McTavish Emily Jane, Steel Mike, Holder Mark T
Heidelberg Institute for Theoretical Studies, Heidelberg, Germany; Department of Ecology and Evolutionary Biology, University of Kansas, Lawrence, KS, USA.
Biomathematics Research Centre, University of Canterbury, Christchurch, New Zealand.
Mol Phylogenet Evol. 2015 Dec;93:289-95. doi: 10.1016/j.ympev.2015.07.027. Epub 2015 Aug 6.
Statistically consistent estimation of phylogenetic trees or gene trees is possible if pairwise sequence dissimilarities can be converted to a set of distances that are proportional to the true evolutionary distances. Susko et al. (2004) reported some strikingly broad results about the forms of inconsistency in tree estimation that can arise if corrected distances are not proportional to the true distances. They showed that if the corrected distance is a concave function of the true distance, then inconsistency due to long branch attraction will occur. If these functions are convex, then two "long branch repulsion" trees will be preferred over the true tree - though these two incorrect trees are expected to be tied as the preferred true.
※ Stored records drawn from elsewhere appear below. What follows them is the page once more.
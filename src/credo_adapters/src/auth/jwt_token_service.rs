use chrono::Utc;
use jsonwebtoken::{
    Algorithm, DecodingKey, EncodingKey, Validation, decode, encode, errors::ErrorKind,
};
use secrecy::{ExposeSecret, Secret};

use credo_core::{Claims, Email, Role, TokenError, TokenService};

/// Session tokens live for seven days; expiry is the only termination
/// mechanism the service has.
pub const DEFAULT_TOKEN_TTL_SECONDS: i64 = 7 * 24 * 60 * 60;

/// HS256-signed session tokens.
///
/// The signing secret is process-wide, read-only after construction, and
/// must never be empty - the binary refuses to start without one.
#[derive(Clone)]
pub struct JwtTokenService {
    secret: Secret<String>,
    token_ttl_seconds: i64,
}

impl JwtTokenService {
    pub fn new(secret: Secret<String>, token_ttl_seconds: i64) -> Self {
        Self {
            secret,
            token_ttl_seconds,
        }
    }

    fn secret_bytes(&self) -> &[u8] {
        self.secret.expose_secret().as_bytes()
    }

    // An `exp` in the past must be rejected immediately, so the default
    // 60-second validation leeway is switched off.
    fn validation() -> Validation {
        let mut validation = Validation::new(Algorithm::HS256);
        validation.leeway = 0;
        validation
    }
}

impl TokenService for JwtTokenService {
    fn issue(&self, email: &Email, role: Role) -> Result<String, TokenError> {
        let now = Utc::now();
        let delta = chrono::Duration::try_seconds(self.token_ttl_seconds)
            .ok_or_else(|| TokenError::Signing("token TTL out of range".to_string()))?;
        let expires_at = now
            .checked_add_signed(delta)
            .ok_or_else(|| TokenError::Signing("token expiry out of range".to_string()))?;

        let claims = Claims {
            sub: email.to_string(),
            role,
            iat: now.timestamp(),
            exp: expires_at.timestamp(),
        };

        encode(
            &jsonwebtoken::Header::default(),
            &claims,
            &EncodingKey::from_secret(self.secret_bytes()),
        )
        .map_err(|e| TokenError::Signing(e.to_string()))
    }

    fn verify(&self, token: &str) -> Result<Claims, TokenError> {
        decode::<Claims>(
            token,
            &DecodingKey::from_secret(self.secret_bytes()),
            &Self::validation(),
        )
        .map(|data| data.claims)
        .map_err(|e| match e.kind() {
            ErrorKind::ExpiredSignature => TokenError::Expired,
            _ => TokenError::Malformed,
        })
    }
}
use std::collections::HashSet;
use std::io;
use std::path::Path;

use super::email::Email;

/// Immutable set of disposable-email domains.
///
/// Loaded once at startup and shared read-only for the life of the process,
/// so lookups never need synchronization. An empty blocklist means the
/// disposability gate passes everything (fail-open); whether a missing
/// source file degrades to empty or aborts startup is the caller's choice
/// via the `strict_blocklist` configuration flag.
#[derive(Debug, Default, Clone)]
pub struct Blocklist {
    domains: HashSet<String>,
}

impl Blocklist {
    pub fn empty() -> Self {
        Self::default()
    }

    /// Read one domain per line, trimming whitespace and skipping blanks.
    pub fn from_file(path: &Path) -> io::Result<Self> {
        let contents = std::fs::read_to_string(path)?;
        Ok(contents
            .lines()
            .map(str::trim)
            .filter(|line| !line.is_empty())
            .map(str::to_owned)
            .collect())
    }

    /// Fail-open variant of [`from_file`](Self::from_file): an unreadable
    /// source logs a warning and yields the empty set, so the disposability
    /// gate degrades to a no-op instead of taking the service down.
    pub fn from_file_or_empty(path: &Path) -> Self {
        match Self::from_file(path) {
            Ok(blocklist) => {
                tracing::info!(
                    path = %path.display(),
                    domains = blocklist.len(),
                    "loaded disposable-domain blocklist"
                );
                blocklist
            }
            Err(error) => {
                tracing::warn!(
                    path = %path.display(),
                    %error,
                    "could not load disposable-domain blocklist, disposable check disabled"
                );
                Self::empty()
            }
        }
    }

    pub fn len(&self) -> usize {
        self.domains.len()
    }

    pub fn is_empty(&self) -> bool {
        self.domains.is_empty()
    }

    pub fn contains_domain(&self, domain: &str) -> bool {
        self.domains.contains(domain)
    }

    /// Membership test on the address's domain part.
    pub fn is_disposable(&self, email: &Email) -> bool {
        self.contains_domain(email.domain())
    }
}

impl FromIterator<String> for Blocklist {
    fn from_iter<I: IntoIterator<Item = String>>(iter: I) -> Self {
        Self {
            domains: iter.into_iter().collect(),
        }
    }
}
Here we extend their results, and demonstrate the existence of a tree shape (which we refer to as a "twisted Farris-zone" tree) for which a single incorrect tree topology will be guaranteed to be preferred if the corrected distance function is convex. We also report that the standard practice of treating gaps in sequence alignments as missing data is sufficient to produce non-linear corrected distance functions if the substitution process is not independent of the insertion/deletion process. Taken together, these results imply inconsistent tree inference under mild conditions. For example, if some positions in a sequence are constrained to be free of substitutions and insertion/deletion events while the remaining sites evolve with independent substitutions and insertion/deletion events, then the distances obtained by treating gaps as missing data can support an incorrect tree topology even given an unlimited amount of data.
如果成对序列差异能够转换为一组与真实进化距离成比例的距离,那么系统发育树或基因树的统计一致性估计是可能的。Susko等人(2004年)报告了一些关于树估计中不一致形式的显著广泛结果,如果校正距离与真实距离不成比例,这些不一致形式就可能出现。他们表明,如果校正距离是真实距离的凹函数,那么由于长枝吸引将出现不一致。如果这些函数是凸函数,那么两棵“长枝排斥”树将比真实树更受青睐——尽管预计这两棵错误的树会作为首选真实树而不分上下。在这里,我们扩展了他们的结果,并证明了存在一种树形(我们称之为“扭曲的法里斯区域”树),如果校正距离函数是凸函数,那么单一的错误树拓扑结构将肯定更受青睐。我们还报告说,如果替换过程与插入/缺失过程不独立,那么将序列比对中的空位视为缺失数据的标准做法足以产生非线性校正距离函数。综合起来,这些结果意味着在温和条件下树推断会出现不一致。例如,如果序列中的某些位置被限制不发生替换和插入/缺失事件,而其余位点以独立的替换和插入/缺失事件进化,那么即使给定无限量的数据,将空位视为缺失数据所获得的距离也可能支持错误的树拓扑结构。